Novo Nordisk announced that the Endocrinologic and Metabolic Drugs Advisory Committee (EMDAC) of the US Food and Drug Administration (FDA) voted 16-0 in favour of the approval of once-weekly semaglutide to improve glycaemic control in adults with type 2 diabetes. One member of the committee abstained.

Based on the data included in the New Drug Application (NDA) for semaglutide, the FDA asked the panel members to discuss whether Novo Nordisk has provided adequate evidence to establish the efficacy and safety profile of semaglutide for the treatment of type 2 diabetes in adults.

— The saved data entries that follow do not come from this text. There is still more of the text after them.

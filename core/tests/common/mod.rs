//! Shared fixtures for the pipeline tests.

#![allow(dead_code)]

use std::collections::VecDeque;
use std::sync::{Arc, Mutex};

use async_trait::async_trait;
use serde_json::Value;
use taskapi_core::{Dispatcher, HttpRequest, HttpResponse, TaskClient, TransportFailure};

type Reply = Result<HttpResponse, TransportFailure>;

/// Dispatcher that replays a fixed script and records every request it sees.
/// Running past the end of the script is a transport failure.
#[derive(Default)]
pub struct ScriptedDispatcher {
    replies: Mutex<VecDeque<Reply>>,
    seen: Mutex<Vec<HttpRequest>>,
}

impl ScriptedDispatcher {
    pub fn new() -> Arc<Self> {
        Arc::new(Self::default())
    }

    pub fn reply(self: &Arc<Self>, status: u16, body: Value) -> Arc<Self> {
        self.push(Ok(HttpResponse::new(status, body.to_string())))
    }

    pub fn reply_raw(self: &Arc<Self>, response: HttpResponse) -> Arc<Self> {
        self.push(Ok(response))
    }

    pub fn fail(self: &Arc<Self>, message: &str) -> Arc<Self> {
        self.push(Err(TransportFailure::new(message)))
    }

    fn push(self: &Arc<Self>, reply: Reply) -> Arc<Self> {
        self.replies.lock().unwrap().push_back(reply);
        Arc::clone(self)
    }

    pub fn requests(&self) -> Vec<HttpRequest> {
        self.seen.lock().unwrap().clone()
    }

    pub fn calls(&self) -> usize {
        self.seen.lock().unwrap().len()
    }

    pub fn client(self: &Arc<Self>) -> TaskClient {
        TaskClient::from_shared(Arc::clone(self) as Arc<dyn Dispatcher>)
            .with_option("base_url", "https://api.test/1.0")
    }
}

#[async_trait]
impl Dispatcher for ScriptedDispatcher {
    async fn send(&self, request: HttpRequest) -> Result<HttpResponse, TransportFailure> {
        self.seen.lock().unwrap().push(request);
        self.replies
            .lock()
            .unwrap()
            .pop_front()
            .unwrap_or_else(|| Err(TransportFailure::new("script exhausted")))
    }
}

/// Collection page body with ids `first..first + count`.
pub fn page(first: usize, count: usize, next: Option<&str>) -> Value {
    let data: Vec<Value> = (first..first + count)
        .map(|n| serde_json::json!({ "id": n.to_string(), "name": format!("task {n}") }))
        .collect();
    let next_page = match next {
        Some(offset) => serde_json::json!({
            "offset": offset,
            "path": format!("/projects/1/tasks?limit=50&offset={offset}"),
        }),
        None => Value::Null,
    };
    serde_json::json!({ "data": data, "next_page": next_page })
}

/// Value of query parameter `name` in a recorded request.
pub fn query_param(request: &HttpRequest, name: &str) -> Option<String> {
    request
        .query_pairs()
        .into_iter()
        .find(|(k, _)| k == name)
        .map(|(_, v)| v)
}
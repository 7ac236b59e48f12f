//! The network boundary.
//!
//! # Design
//! Every HTTP exchange crosses the `Dispatcher` trait. The request pipeline
//! hands it a materialized `HttpRequest` and gets back an `HttpResponse` for
//! any status code, or a `TransportFailure` when no response was obtained.
//! Timeouts and cancellation of an in-flight exchange belong to the
//! dispatcher; the pipeline only counts attempts.

use std::time::Duration;

use async_trait::async_trait;
use reqwest::{Client, Method};
use thiserror::Error;
use tracing::trace;

use crate::http::{HttpMethod, HttpRequest, HttpResponse};

const DEFAULT_TIMEOUT_SECS: u64 = 30;

/// A failure below HTTP: connection refused, reset, DNS, timeout.
#[derive(Debug, Clone, Error)]
#[error("{message}")]
pub struct TransportFailure {
    pub message: String,
}

impl TransportFailure {
    pub fn new(message: impl Into<String>) -> Self {
        Self {
            message: message.into(),
        }
    }
}

/// Sends one prepared request and returns the raw response.
#[async_trait]
pub trait Dispatcher: Send + Sync {
    async fn send(&self, request: HttpRequest) -> Result<HttpResponse, TransportFailure>;
}

/// Default dispatcher backed by `reqwest`.
#[derive(Debug, Clone)]
pub struct ReqwestDispatcher {
    inner: Client,
}

impl ReqwestDispatcher {
    pub fn new() -> Result<Self, TransportFailure> {
        Self::with_timeout(Duration::from_secs(DEFAULT_TIMEOUT_SECS))
    }

    pub fn with_timeout(timeout: Duration) -> Result<Self, TransportFailure> {
        let inner = Client::builder()
            .timeout(timeout)
            .build()
            .map_err(|e| TransportFailure::new(format!("failed to build HTTP client: {e}")))?;
        Ok(Self { inner })
    }

    /// Wrap an already configured `reqwest::Client`.
    pub fn from_client(inner: Client) -> Self {
        Self { inner }
    }
}

#[async_trait]
impl Dispatcher for ReqwestDispatcher {
    async fn send(&self, request: HttpRequest) -> Result<HttpResponse, TransportFailure> {
        let method = match request.method {
            HttpMethod::Get => Method::GET,
            HttpMethod::Post => Method::POST,
            HttpMethod::Put => Method::PUT,
            HttpMethod::Delete => Method::DELETE,
        };

        let mut builder = self.inner.request(method, &request.url);
        for (name, value) in &request.headers {
            builder = builder.header(name, value);
        }

        let response = builder
            .body(request.body)
            .send()
            .await
            .map_err(|e| TransportFailure::new(e.to_string()))?;

        let status = response.status().as_u16();
        let headers = response
            .headers()
            .iter()
            .filter_map(|(k, v)| Some((k.as_str().to_string(), v.to_str().ok()?.to_string())))
            .collect();
        let body = response
            .text()
            .await
            .map_err(|e| TransportFailure::new(format!("failed to read body: {e}")))?;

        trace!(status, bytes = body.len(), "response received");
        Ok(HttpResponse {
            status,
            headers,
            body,
        })
    }
}
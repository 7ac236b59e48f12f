//! Client and per-request options.
//!
//! # Design
//! Options are an open map of name to JSON value so that callers can set
//! API options (`fields`, `expand`, `pretty`) and query options (`limit`,
//! `offset`, `sync`) through the same channel as the client settings. Values
//! are not validated when set; the typed accessors validate on read, which
//! happens when a request executes.

use std::time::Duration;

use serde::{Deserialize, Serialize};
use serde_json::{Map, Value};
use url::Url;

use crate::error::{Error, Result};

pub const DEFAULT_BASE_URL: &str = "https://app.asana.com/api/1.0";
pub const DEFAULT_PAGE_SIZE: u64 = 50;
pub const DEFAULT_POLL_INTERVAL_SECS: u64 = 5;
pub const DEFAULT_MAX_RETRIES: u64 = 5;
pub const DEFAULT_MAX_PAGES: u64 = 10_000;

/// Options sent as `opt_<name>` query parameters on GET requests.
pub const API_OPTIONS: [&str; 3] = ["pretty", "fields", "expand"];
/// Options sent verbatim as query parameters on GET requests.
pub const QUERY_OPTIONS: [&str; 3] = ["limit", "offset", "sync"];

const ENV_PREFIX: &str = "TASKAPI_";

/// An owned option map. Cloning yields an independent copy.
#[derive(Debug, Clone, PartialEq, Serialize, Deserialize)]
#[serde(transparent)]
pub struct Options(Map<String, Value>);

impl Default for Options {
    fn default() -> Self {
        let mut map = Map::new();
        map.insert("base_url".into(), Value::from(DEFAULT_BASE_URL));
        map.insert("item_limit".into(), Value::from(-1));
        map.insert("page_size".into(), Value::from(DEFAULT_PAGE_SIZE));
        map.insert("poll_interval".into(), Value::from(DEFAULT_POLL_INTERVAL_SECS));
        map.insert("max_retries".into(), Value::from(DEFAULT_MAX_RETRIES));
        map.insert("max_pages".into(), Value::from(DEFAULT_MAX_PAGES));
        Self(map)
    }
}

impl Options {
    /// Defaults overridden by `TASKAPI_<KEY>` environment variables.
    pub fn from_env() -> Self {
        Self::default().with_overrides(|key| std::env::var(key).ok())
    }

    fn with_overrides(mut self, lookup: impl Fn(&str) -> Option<String>) -> Self {
        let keys: Vec<String> = self.0.keys().cloned().collect();
        for key in keys {
            let var = format!("{ENV_PREFIX}{}", key.to_ascii_uppercase());
            if let Some(raw) = lookup(&var) {
                let value = serde_json::from_str::<serde_json::Number>(&raw)
                    .map(Value::Number)
                    .unwrap_or(Value::String(raw));
                self.0.insert(key, value);
            }
        }
        self
    }

    pub fn get(&self, key: &str) -> Option<&Value> {
        self.0.get(key)
    }

    pub fn set(&mut self, key: impl Into<String>, value: impl Into<Value>) {
        self.0.insert(key.into(), value.into());
    }

    pub fn remove(&mut self, key: &str) -> Option<Value> {
        self.0.remove(key)
    }

    pub fn contains(&self, key: &str) -> bool {
        self.0.get(key).is_some_and(|v| !v.is_null())
    }

    pub fn iter(&self) -> impl Iterator<Item = (&String, &Value)> {
        self.0.iter()
    }

    pub fn base_url(&self) -> Result<Url> {
        let raw = self
            .get("base_url")
            .and_then(Value::as_str)
            .ok_or_else(|| Error::invalid_option("base_url", "expected a string"))?;
        let url = Url::parse(raw).map_err(|e| Error::invalid_option("base_url", e.to_string()))?;
        if url.cannot_be_a_base() || !matches!(url.scheme(), "http" | "https") {
            return Err(Error::invalid_option("base_url", "expected an http(s) URL"));
        }
        Ok(url)
    }

    /// Cap on entities yielded by a collection; `None` means unlimited (`-1`).
    pub fn item_limit(&self) -> Result<Option<usize>> {
        match self.get("item_limit") {
            None | Some(Value::Null) => Ok(None),
            Some(v) => match v.as_i64() {
                Some(-1) => Ok(None),
                Some(n) if n >= 0 => Ok(Some(n as usize)),
                _ => Err(Error::invalid_option("item_limit", "expected -1 or a non-negative integer")),
            },
        }
    }

    /// Caller-supplied `limit`, if any.
    pub fn limit(&self) -> Result<Option<usize>> {
        match self.get("limit") {
            None | Some(Value::Null) => Ok(None),
            Some(v) => parse_count(v)
                .map(Some)
                .ok_or_else(|| Error::invalid_option("limit", "expected a non-negative integer")),
        }
    }

    pub fn page_size(&self) -> Result<usize> {
        self.positive("page_size")
    }

    pub fn max_pages(&self) -> Result<usize> {
        self.positive("max_pages")
    }

    pub fn max_retries(&self) -> Result<u32> {
        self.get("max_retries")
            .and_then(parse_count)
            .and_then(|n| u32::try_from(n).ok())
            .ok_or_else(|| Error::invalid_option("max_retries", "expected a non-negative integer"))
    }

    pub fn poll_interval(&self) -> Result<Duration> {
        self.get("poll_interval")
            .and_then(|v| v.as_f64().or_else(|| v.as_str()?.parse().ok()))
            .filter(|secs| *secs >= 0.0)
            .and_then(|secs| Duration::try_from_secs_f64(secs).ok())
            .ok_or_else(|| Error::invalid_option("poll_interval", "expected non-negative seconds"))
    }

    fn positive(&self, key: &str) -> Result<usize> {
        self.get(key)
            .and_then(parse_count)
            .filter(|n| *n > 0)
            .ok_or_else(|| Error::invalid_option(key, "expected a positive integer"))
    }
}

/// Accepts JSON integers and numeric strings (environment overrides).
fn parse_count(v: &Value) -> Option<usize> {
    match v {
        Value::Number(n) => n.as_u64().and_then(|n| usize::try_from(n).ok()),
        Value::String(s) => s.trim().parse().ok(),
        _ => None,
    }
}

/// Render an option or query value the way the API expects it in a query
/// string. Arrays are comma-joined; `null` omits the parameter.
pub fn render_query_value(value: &Value) -> Option<String> {
    match value {
        Value::Null => None,
        Value::String(s) => Some(s.clone()),
        Value::Bool(b) => Some(b.to_string()),
        Value::Number(n) => Some(n.to_string()),
        Value::Array(items) => Some(
            items
                .iter()
                .filter_map(render_query_value)
                .collect::<Vec<_>>()
                .join(","),
        ),
        Value::Object(_) => Some(value.to_string()),
    }
}
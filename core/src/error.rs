//! Error types for the task API client.
//!
//! # Design
//! Retryable conditions (connection failures, 5xx, 429) never reach the
//! caller unless the retry budget runs out. Everything else is terminal for
//! the operation that produced it. End of a collection is not an error:
//! iteration simply returns `None`.

use thiserror::Error;

/// Errors returned while building or executing a request.
#[derive(Debug, Error)]
pub enum Error {
    /// The HTTP method token is not one of GET, POST, PUT, DELETE.
    #[error("invalid HTTP method: {0}")]
    InvalidMethod(String),

    /// The response body does not have the shape of the expected entity.
    #[error("failed to decode response: {message}")]
    Decode { message: String, body: String },

    /// The server answered with a status the retry policy did not absorb.
    #[error("HTTP {status}: {message}")]
    Api { status: u16, message: String },

    /// The dispatcher could not complete the exchange, retries exhausted.
    #[error("transport failed after {attempts} attempt(s): {message}")]
    Transport { attempts: u32, message: String },

    /// The page chain repeated a cursor or exceeded the page bound.
    #[error("pagination aborted: {0}")]
    Pagination(String),

    /// The server rejected the held sync token; the event stream restarted.
    #[error("sync token expired, event stream must be restarted")]
    SyncTokenExpired,

    /// A client or request option holds a value unusable at execute time.
    #[error("invalid option `{key}`: {reason}")]
    InvalidOption { key: String, reason: String },

    /// The request payload could not be serialized to JSON.
    #[error("serialization failed: {0}")]
    Serialization(String),
}

impl Error {
    pub fn is_not_found(&self) -> bool {
        matches!(self, Error::Api { status: 404, .. })
    }

    /// True for the statuses the retry policy retries.
    pub fn is_retryable_status(&self) -> bool {
        matches!(self, Error::Api { status, .. } if is_retryable_status(*status))
    }

    pub(crate) fn invalid_option(key: &str, reason: impl Into<String>) -> Self {
        Error::InvalidOption {
            key: key.to_string(),
            reason: reason.into(),
        }
    }

    /// Build an `Api` error from a response, preferring the server's
    /// `errors[0].message` over the raw body.
    pub(crate) fn from_status(status: u16, body: &str) -> Self {
        Error::Api {
            status,
            message: error_message(body),
        }
    }
}

pub type Result<T> = std::result::Result<T, Error>;

pub(crate) fn is_retryable_status(status: u16) -> bool {
    status == 429 || (500..600).contains(&status)
}

fn error_message(body: &str) -> String {
    serde_json::from_str::<serde_json::Value>(body)
        .ok()
        .and_then(|v| {
            v.get("errors")?
                .get(0)?
                .get("message")?
                .as_str()
                .map(str::to_string)
        })
        .unwrap_or_else(|| body.to_string())
}

#[cfg(test)]
mod tests {
    use super::*;

    #[test]
    fn api_error_prefers_server_message() {
        let err = Error::from_status(404, r#"{"errors":[{"message":"project: Unknown object"}]}"#);
        assert!(err.is_not_found());
        assert_eq!(err.to_string(), "HTTP 404: project: Unknown object");
    }

    #[test]
    fn api_error_falls_back_to_raw_body() {
        let err = Error::from_status(502, "Bad Gateway");
        assert!(err.is_retryable_status());
        assert!(matches!(err, Error::Api { ref message, .. } if message == "Bad Gateway"));
    }

    #[test]
    fn retryable_statuses() {
        assert!(is_retryable_status(429));
        assert!(is_retryable_status(500));
        assert!(is_retryable_status(503));
        assert!(!is_retryable_status(400));
        assert!(!is_retryable_status(402));
        assert!(!is_retryable_status(412));
    }
}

The recommendation for approval was based on a global development programme involving more than 8,000 adults with type 2 diabetes in the eight SUSTAIN phase 3a clinical trials, including a cardiovascular outcomes trial.

"Semaglutide has demonstrated the potential to improve the treatment of type 2 diabetes and the positive recommendation from the Advisory Committee marks an important step towards making semaglutide available to adults with type 2 diabetes in the US. We look forward to working with the FDA as they complete their review of semaglutide," said Mads Krogsgaard Thomsen, executive vice president and chief science officer.

The NDA for once-weekly semaglutide was submitted to the FDA in December 2016 under the US FDA`s Prescription Drug User Fee Act V (PDUFA V) regulation. Semaglutide is currently under review by several regulatory agencies, including the European Medicines Agency and the Japanese Pharmaceuticals and Medical Devices Agency.